_SOURCE RECORDS_

'''

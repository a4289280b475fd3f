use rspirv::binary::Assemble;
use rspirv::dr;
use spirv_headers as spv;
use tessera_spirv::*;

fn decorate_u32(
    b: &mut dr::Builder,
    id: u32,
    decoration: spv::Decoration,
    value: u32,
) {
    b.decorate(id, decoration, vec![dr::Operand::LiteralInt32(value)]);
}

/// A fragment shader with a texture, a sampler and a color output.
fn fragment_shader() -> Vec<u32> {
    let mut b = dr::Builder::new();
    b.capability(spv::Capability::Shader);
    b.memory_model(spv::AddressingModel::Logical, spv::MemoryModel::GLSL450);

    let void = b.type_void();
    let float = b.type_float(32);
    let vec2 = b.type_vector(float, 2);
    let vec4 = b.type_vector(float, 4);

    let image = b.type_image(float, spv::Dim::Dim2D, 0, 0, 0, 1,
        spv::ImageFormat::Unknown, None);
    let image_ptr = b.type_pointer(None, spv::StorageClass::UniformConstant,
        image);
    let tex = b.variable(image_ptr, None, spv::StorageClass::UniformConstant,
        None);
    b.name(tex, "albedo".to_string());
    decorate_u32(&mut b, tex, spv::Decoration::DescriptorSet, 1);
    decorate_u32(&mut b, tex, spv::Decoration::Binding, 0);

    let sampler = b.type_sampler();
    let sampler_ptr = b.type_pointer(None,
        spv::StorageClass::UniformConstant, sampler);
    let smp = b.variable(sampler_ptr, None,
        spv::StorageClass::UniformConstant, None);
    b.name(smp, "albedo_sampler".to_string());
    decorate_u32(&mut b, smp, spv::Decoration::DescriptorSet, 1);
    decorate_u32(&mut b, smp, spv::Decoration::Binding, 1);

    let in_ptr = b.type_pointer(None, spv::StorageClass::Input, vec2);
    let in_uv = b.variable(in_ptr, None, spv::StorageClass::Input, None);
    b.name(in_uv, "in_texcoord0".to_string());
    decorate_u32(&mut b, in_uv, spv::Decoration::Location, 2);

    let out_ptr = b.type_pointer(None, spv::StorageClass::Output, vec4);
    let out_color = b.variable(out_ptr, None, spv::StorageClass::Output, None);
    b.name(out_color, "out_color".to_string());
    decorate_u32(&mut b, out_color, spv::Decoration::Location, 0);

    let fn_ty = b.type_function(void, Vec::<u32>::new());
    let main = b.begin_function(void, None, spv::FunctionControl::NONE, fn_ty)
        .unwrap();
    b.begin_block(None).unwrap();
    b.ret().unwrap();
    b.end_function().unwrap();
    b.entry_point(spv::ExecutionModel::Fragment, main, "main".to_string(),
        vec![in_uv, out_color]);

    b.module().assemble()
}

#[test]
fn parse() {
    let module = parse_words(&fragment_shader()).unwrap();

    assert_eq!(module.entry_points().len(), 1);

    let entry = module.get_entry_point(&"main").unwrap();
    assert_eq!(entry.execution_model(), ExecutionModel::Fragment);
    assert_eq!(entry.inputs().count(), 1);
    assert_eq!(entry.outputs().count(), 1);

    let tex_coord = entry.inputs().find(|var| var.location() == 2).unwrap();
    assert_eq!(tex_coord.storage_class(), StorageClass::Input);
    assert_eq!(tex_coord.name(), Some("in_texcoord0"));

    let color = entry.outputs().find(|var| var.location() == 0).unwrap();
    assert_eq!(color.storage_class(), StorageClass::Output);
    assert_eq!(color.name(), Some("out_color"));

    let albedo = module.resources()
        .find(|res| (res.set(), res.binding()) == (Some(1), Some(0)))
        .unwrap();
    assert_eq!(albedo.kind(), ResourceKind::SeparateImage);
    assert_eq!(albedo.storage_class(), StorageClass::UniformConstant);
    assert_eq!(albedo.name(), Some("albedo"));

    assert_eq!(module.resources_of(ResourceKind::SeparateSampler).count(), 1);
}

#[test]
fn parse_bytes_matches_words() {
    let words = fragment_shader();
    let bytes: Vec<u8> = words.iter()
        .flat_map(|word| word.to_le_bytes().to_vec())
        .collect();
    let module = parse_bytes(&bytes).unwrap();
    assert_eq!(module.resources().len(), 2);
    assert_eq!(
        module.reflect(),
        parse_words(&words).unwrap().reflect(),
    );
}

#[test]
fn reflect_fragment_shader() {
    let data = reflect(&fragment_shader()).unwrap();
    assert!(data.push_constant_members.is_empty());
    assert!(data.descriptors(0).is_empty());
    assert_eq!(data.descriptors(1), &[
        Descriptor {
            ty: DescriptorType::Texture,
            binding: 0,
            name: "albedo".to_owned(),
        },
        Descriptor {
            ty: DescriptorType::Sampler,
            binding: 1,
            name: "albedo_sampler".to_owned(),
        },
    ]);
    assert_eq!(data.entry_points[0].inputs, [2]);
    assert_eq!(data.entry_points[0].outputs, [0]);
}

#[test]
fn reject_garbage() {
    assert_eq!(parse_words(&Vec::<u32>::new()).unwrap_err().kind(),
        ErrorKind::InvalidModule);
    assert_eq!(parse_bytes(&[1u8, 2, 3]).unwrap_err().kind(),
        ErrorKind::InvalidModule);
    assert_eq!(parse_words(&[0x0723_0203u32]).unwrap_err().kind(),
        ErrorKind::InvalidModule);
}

'''

_INSTRUCTIONS FOR THE TASK_
Look above for the line holding "assert_eq!(albedo.kind(), ResourceKind::SeparateImage);" and the line holding "let bytes: Vec<u8> = words.iter()", then output exactly those two lines and every line between them, nothing more.

_RESULT_
    assert_eq!(albedo.kind(), ResourceKind::SeparateImage);
    assert_eq!(albedo.storage_class(), StorageClass::UniformConstant);
    assert_eq!(albedo.name(), Some("albedo"));

    assert_eq!(module.resources_of(ResourceKind::SeparateSampler).count(), 1);
}

#[test]
fn parse_bytes_matches_words() {
    let words = fragment_shader();
    let bytes: Vec<u8> = words.iter()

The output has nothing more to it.